From the Jungle-infused Acid of Kim Dürbeck to the blistering Techno of Attiss Ngo on the compilation, there isn’t anything like a specific style of music that identifies these artists and their music or their nationality. It spreads as far in electronic musical styles and genrs as the Vietnamese diaspora they count amongst their ranks.
Looking towards the horizon
Kim “was supposed to go there and play” with the “Nhạc Gãy people” and initially the Oslo world line-up was also to include them “but because of covid” that never transpired. “So we had to book people from Europe.” Levi Oi and Mobilegirl certainly represented the larger community in full force. It looks like any future plans will have to be put on hold again as we face another season of covid restrictions and measures, but Kim is hopeful to get out there soon.

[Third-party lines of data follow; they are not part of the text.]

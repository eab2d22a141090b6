//! Export command implementation
//!
//! This module implements the `export` command for exporting user records
//! from a Cognito User Pool to a CSV file.

use crate::adapters::cognito::{CognitoDirectory, ListingScope};
use crate::adapters::s3::S3Uploader;
use crate::config::DrainConfig;
use crate::core::export::{
    AttributeSelection, ExportOptions, Exporter, DIRECTORY_PAGE_LIMIT,
};
use crate::core::retry::RetryPolicy;
use crate::domain::UserPoolId;
use clap::Args;
use std::path::PathBuf;
use std::sync::Arc;
use std::time::Duration;

/// Arguments for the export command
#[derive(Args, Debug)]
pub struct ExportArgs {
    /// The user pool ID, e.g. us-east-1_Ab129faBb
    #[arg(long)]
    pub user_pool_id: String,

    /// AWS region hosting the pool
    #[arg(long, default_value = "us-east-1")]
    pub region: String,

    /// AWS profile to use
    #[arg(long)]
    pub profile: Option<String>,

    /// Attributes to export
    #[arg(
        short = 'a',
        long = "attributes",
        num_args = 1..,
        conflicts_with = "export_all",
        required_unless_present = "export_all"
    )]
    pub attributes: Vec<String>,

    /// Export every attribute discovered by sampling the pool
    #[arg(long)]
    pub export_all: bool,

    /// CSV output file
    #[arg(short = 'f', long, default_value = "CognitoUsers.csv")]
    pub file_name: PathBuf,

    /// Records per page (the directory API caps this at 60)
    #[arg(long, default_value_t = 60)]
    pub page_size: i32,

    /// Maximum number of records to export (0 for all)
    #[arg(long, default_value_t = 0)]
    pub max_records: u64,

    /// Server-side filter expression for the listing call
    #[arg(long, conflicts_with = "group_name")]
    pub filter_expression: Option<String>,

    /// Export only members of this group
    #[arg(long)]
    pub group_name: Option<String>,

    /// Pagination token to start from (for manually resumed exports)
    #[arg(long)]
    pub starting_token: Option<String>,

    /// Resume from the checkpoint saved by a previous interrupted run
    #[arg(long)]
    pub resume: bool,

    /// Override retry.max_retries from the configuration
    #[arg(long)]
    pub max_retries: Option<u32>,

    /// Override retry.base_delay_ms from the configuration
    #[arg(long)]
    pub base_delay_ms: Option<u64>,

    /// Upload the finished CSV to this S3 bucket
    #[arg(long)]
    pub s3_bucket: Option<String>,

    /// S3 object key (defaults to the output file name)
    #[arg(long, requires = "s3_bucket")]
    pub s3_key: Option<String>,

    /// Gzip-compress the CSV before uploading
    #[arg(long, requires = "s3_bucket")]
    pub compress: bool,
}

impl ExportArgs {
    /// Execute the export command
    pub async fn execute(&self, config: &DrainConfig) -> anyhow::Result<i32> {
        tracing::info!("Starting export command");

        // Apply CLI overrides to the retry settings
        let mut config = config.clone();
        if let Some(max_retries) = self.max_retries {
            config.retry.max_retries = max_retries;
        }
        if let Some(base_delay_ms) = self.base_delay_ms {
            config.retry.base_delay_ms = base_delay_ms;
        }
        if let Err(e) = config.validate() {
            tracing::error!(error = %e, "Configuration validation failed");
            eprintln!("Configuration validation failed: {e}");
            return Ok(2);
        }

        let pool_id = match UserPoolId::new(&self.user_pool_id) {
            Ok(pool_id) => pool_id,
            Err(e) => {
                tracing::error!(error = %e, "Invalid user pool id");
                eprintln!("{e}");
                return Ok(2);
            }
        };

        let scope = match (&self.filter_expression, &self.group_name) {
            (Some(expression), None) => ListingScope::Filtered(expression.clone()),
            (None, Some(group)) => ListingScope::Group(group.clone()),
            _ => ListingScope::All,
        };

        let selection = if self.export_all {
            AttributeSelection::DiscoverAll
        } else {
            AttributeSelection::Explicit(self.attributes.clone())
        };

        let mut options = ExportOptions::new(self.file_name.clone());
        options.page_size = self.page_size.clamp(1, DIRECTORY_PAGE_LIMIT);
        options.max_records = self.max_records;
        options.request_pacing = Duration::from_millis(config.export.request_pacing_ms);
        options.checkpoint_page_interval = config.export.checkpoint_page_interval;
        options.checkpoint_record_interval = config.export.checkpoint_record_interval;
        options.resume = self.resume;
        options.starting_token = self.starting_token.clone();

        let policy = RetryPolicy::from_settings(&config.retry);

        tracing::info!(pool_id = %pool_id, region = %self.region, "Connecting to Cognito");
        let directory = Arc::new(
            CognitoDirectory::connect(pool_id, &self.region, self.profile.as_deref(), scope).await,
        );

        let exporter = Exporter::new(directory, selection, policy, options);

        println!("🚀 Starting export...");
        let summary = match exporter.run().await {
            Ok(summary) => summary,
            Err(e) => {
                tracing::error!(error = %e, "Export failed");
                eprintln!("Export failed: {e}");
                eprintln!("Run the same command with --resume to continue from the last checkpoint.");
                return Ok(1);
            }
        };

        summary.log_summary();
        println!();
        println!("📊 Export Summary:");
        println!("  Records: {}", summary.records_exported);
        println!("  Pages: {}", summary.pages_processed);
        println!("  Attributes: {}", summary.attribute_count);
        println!("  Output: {}", summary.output.display());
        println!("  Duration: {:.2}s", summary.duration.as_secs_f64());
        if summary.records_exported > 0 {
            println!("  Rate: {:.1} records/s", summary.records_per_second());
        }

        if let Some(bucket) = &self.s3_bucket {
            let uploader = S3Uploader::connect(&self.region, self.profile.as_deref()).await;
            match uploader
                .upload_file(&self.file_name, bucket, self.s3_key.as_deref(), self.compress)
                .await
            {
                Ok(key) => println!("  Uploaded: s3://{bucket}/{key}"),
                Err(e) => {
                    tracing::error!(error = %e, "S3 upload failed");
                    eprintln!("S3 upload failed: {e}");
                    return Ok(1);
                }
            }
        }

        println!();
        println!("✅ Export completed successfully!");
        Ok(0)
    }
}
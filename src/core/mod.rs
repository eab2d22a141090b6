//! Core business logic
//!
//! The export driver and its retry policy, checkpoint state for resumable
//! runs, and the CSV deduplication engine.

pub mod dedup;
pub mod export;
pub mod retry;
pub mod state;
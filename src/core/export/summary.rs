//! Export summary and reporting
//!
//! This module defines the structure for reporting export results.

use std::path::PathBuf;
use std::time::Duration;

/// Summary of a completed export run.
#[derive(Debug, Clone)]
pub struct ExportSummary {
    /// Records written to the output file by this run and, when resumed,
    /// the runs before it
    pub records_exported: u64,

    /// Pages fetched from the directory
    pub pages_processed: u64,

    /// Number of columns in the output header
    pub attribute_count: usize,

    /// Whether this run resumed from a checkpoint
    pub resumed: bool,

    /// Wall-clock duration of this run
    pub duration: Duration,

    /// Path of the output file
    pub output: PathBuf,
}

impl ExportSummary {
    /// Export throughput for this run
    pub fn records_per_second(&self) -> f64 {
        let secs = self.duration.as_secs_f64();
        if secs == 0.0 {
            return 0.0;
        }
        self.records_exported as f64 / secs
    }

    /// Log the summary
    pub fn log_summary(&self) {
        tracing::info!(
            records = self.records_exported,
            pages = self.pages_processed,
            attributes = self.attribute_count,
            resumed = self.resumed,
            duration_secs = format!("{:.2}", self.duration.as_secs_f64()),
            output = %self.output.display(),
            "Export completed"
        );
    }
}

#[cfg(test)]
mod tests {
    use super::*;

    fn summary(records: u64, duration: Duration) -> ExportSummary {
        ExportSummary {
            records_exported: records,
            pages_processed: 2,
            attribute_count: 5,
            resumed: false,
            duration,
            output: PathBuf::from("users.csv"),
        }
    }

    #[test]
    fn test_records_per_second() {
        let s = summary(100, Duration::from_secs(4));
        assert!((s.records_per_second() - 25.0).abs() < f64::EPSILON);
    }

    #[test]
    fn test_records_per_second_with_zero_duration() {
        let s = summary(100, Duration::ZERO);
        assert_eq!(s.records_per_second(), 0.0);
    }
}
//! S3 upload of finished exports
//!
//! Optionally gzip-compresses the CSV before upload. The temporary `.gz`
//! file is removed whether or not the upload succeeds.

use crate::domain::{DrainError, Result};
use aws_config::{BehaviorVersion, Region};
use aws_sdk_s3::primitives::ByteStream;
use aws_sdk_s3::Client;
use flate2::write::GzEncoder;
use flate2::Compression;
use std::fs::File;
use std::io;
use std::path::{Path, PathBuf};

/// Uploads export files to an S3 bucket.
pub struct S3Uploader {
    client: Client,
}

impl S3Uploader {
    /// Connects using the default AWS credential chain.
    pub async fn connect(region: &str, profile: Option<&str>) -> Self {
        let mut loader =
            aws_config::defaults(BehaviorVersion::latest()).region(Region::new(region.to_string()));
        if let Some(profile) = profile {
            loader = loader.profile_name(profile);
        }
        let config = loader.load().await;

        Self {
            client: Client::new(&config),
        }
    }

    /// Uploads `file` to `s3://{bucket}/{key}` and returns the object key.
    ///
    /// The key defaults to the file name. With `compress`, the object is
    /// gzip-compressed first and the default key gains a `.gz` suffix.
    pub async fn upload_file(
        &self,
        file: &Path,
        bucket: &str,
        key: Option<&str>,
        compress: bool,
    ) -> Result<String> {
        let (upload_path, default_key, temporary) = if compress {
            let gz_path = gzip_sibling(file);
            compress_file(file, &gz_path)?;
            let name = object_name(&gz_path)?;
            (gz_path.clone(), name, Some(gz_path))
        } else {
            (file.to_path_buf(), object_name(file)?, None)
        };
        let object_key = key.map(str::to_string).unwrap_or(default_key);

        let result = self.put_object(&upload_path, bucket, &object_key).await;

        if let Some(gz_path) = temporary {
            if let Err(err) = std::fs::remove_file(&gz_path) {
                tracing::warn!(
                    path = %gz_path.display(),
                    error = %err,
                    "Failed to remove temporary compressed file"
                );
            }
        }

        result?;
        tracing::info!(bucket, key = %object_key, "Uploaded export to S3");
        Ok(object_key)
    }

    async fn put_object(&self, path: &Path, bucket: &str, key: &str) -> Result<()> {
        let body = ByteStream::from_path(path).await.map_err(|e| {
            DrainError::Upload(format!("failed to read {}: {e}", path.display()))
        })?;

        self.client
            .put_object()
            .bucket(bucket)
            .key(key)
            .body(body)
            .send()
            .await
            .map_err(|e| DrainError::Upload(format!("put_object failed: {e}")))?;
        Ok(())
    }
}

/// `users.csv` becomes `users.csv.gz`, next to the original.
fn gzip_sibling(file: &Path) -> PathBuf {
    let mut name = file.as_os_str().to_owned();
    name.push(".gz");
    PathBuf::from(name)
}

fn object_name(path: &Path) -> Result<String> {
    path.file_name()
        .and_then(|name| name.to_str())
        .map(str::to_string)
        .ok_or_else(|| {
            DrainError::Upload(format!(
                "cannot derive an object key from {}",
                path.display()
            ))
        })
}

fn compress_file(source: &Path, target: &Path) -> Result<()> {
    let mut input = File::open(source).map_err(|e| {
        DrainError::Upload(format!("failed to open {}: {e}", source.display()))
    })?;
    let output = File::create(target).map_err(|e| {
        DrainError::Upload(format!("failed to create {}: {e}", target.display()))
    })?;

    let mut encoder = GzEncoder::new(output, Compression::default());
    io::copy(&mut input, &mut encoder)
        .map_err(|e| DrainError::Upload(format!("failed to compress: {e}")))?;
    encoder
        .finish()
        .map_err(|e| DrainError::Upload(format!("failed to finish compression: {e}")))?;
    Ok(())
}

#[cfg(test)]
mod tests {
    use super::*;
    use flate2::read::GzDecoder;
    use std::io::Read;

    #[test]
    fn test_gzip_sibling_appends_suffix() {
        assert_eq!(
            gzip_sibling(Path::new("exports/users.csv")),
            Path::new("exports/users.csv.gz")
        );
    }

    #[test]
    fn test_object_name_uses_file_name() {
        assert_eq!(
            object_name(Path::new("exports/users.csv")).unwrap(),
            "users.csv"
        );
    }

    #[test]
    fn test_compress_file_round_trips() {
        let dir = tempfile::tempdir().unwrap();
        let source = dir.path().join("users.csv");
        let target = dir.path().join("users.csv.gz");
        std::fs::write(&source, "sub,email\n1,a@x.com\n").unwrap();

        compress_file(&source, &target).unwrap();

        let mut decoder = GzDecoder::new(File::open(&target).unwrap());
        let mut decompressed = String::new();
        decoder.read_to_string(&mut decompressed).unwrap();
        assert_eq!(decompressed, "sub,email\n1,a@x.com\n");
    }
}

He continues to expand that network of friends he’s making across the world, when he’s not at home making music and he seems to be always busy on that front, as this premiere can attest. Besides producing, he’s also performing live as part of an ambient/techno trio in Sandefjord, “keeping the community alive” in the small town. He is also about to launch a new label with Larus Siguvrin, and Patås called Lek Rec, which will see the first releases come to the fore next year. At the same time he is currently working on the second remix package for Urchin while a hard-drive somewhere is bulging under the weight of music he’s created over the past two years.
As our conversation draws to a close, he excitedly tells me he’s “found a movie about Vietnamese Moroccan diaspora, and they have a very cool way of talking, mixing Arabic and Vietnamese.” …. “And just the thought of this is inspiring when it comes to music.” It will be curious to hear how this might develop and only time will tell.
There’s still clearly a lot more on the horizon for Kim Dürbeck; too much mention in a paragraph really, and it seems the pandemic has seen the artist hit a new stride, especially in music. He’s not only found a new perspective going back to the sounds of Jungle, but also a way to honour the sounds of his Vietnamese roots. From his tapes to those urban UK sounds, Kim Dürbeck is a melting pot of ideas at the moment and it seems to have no end.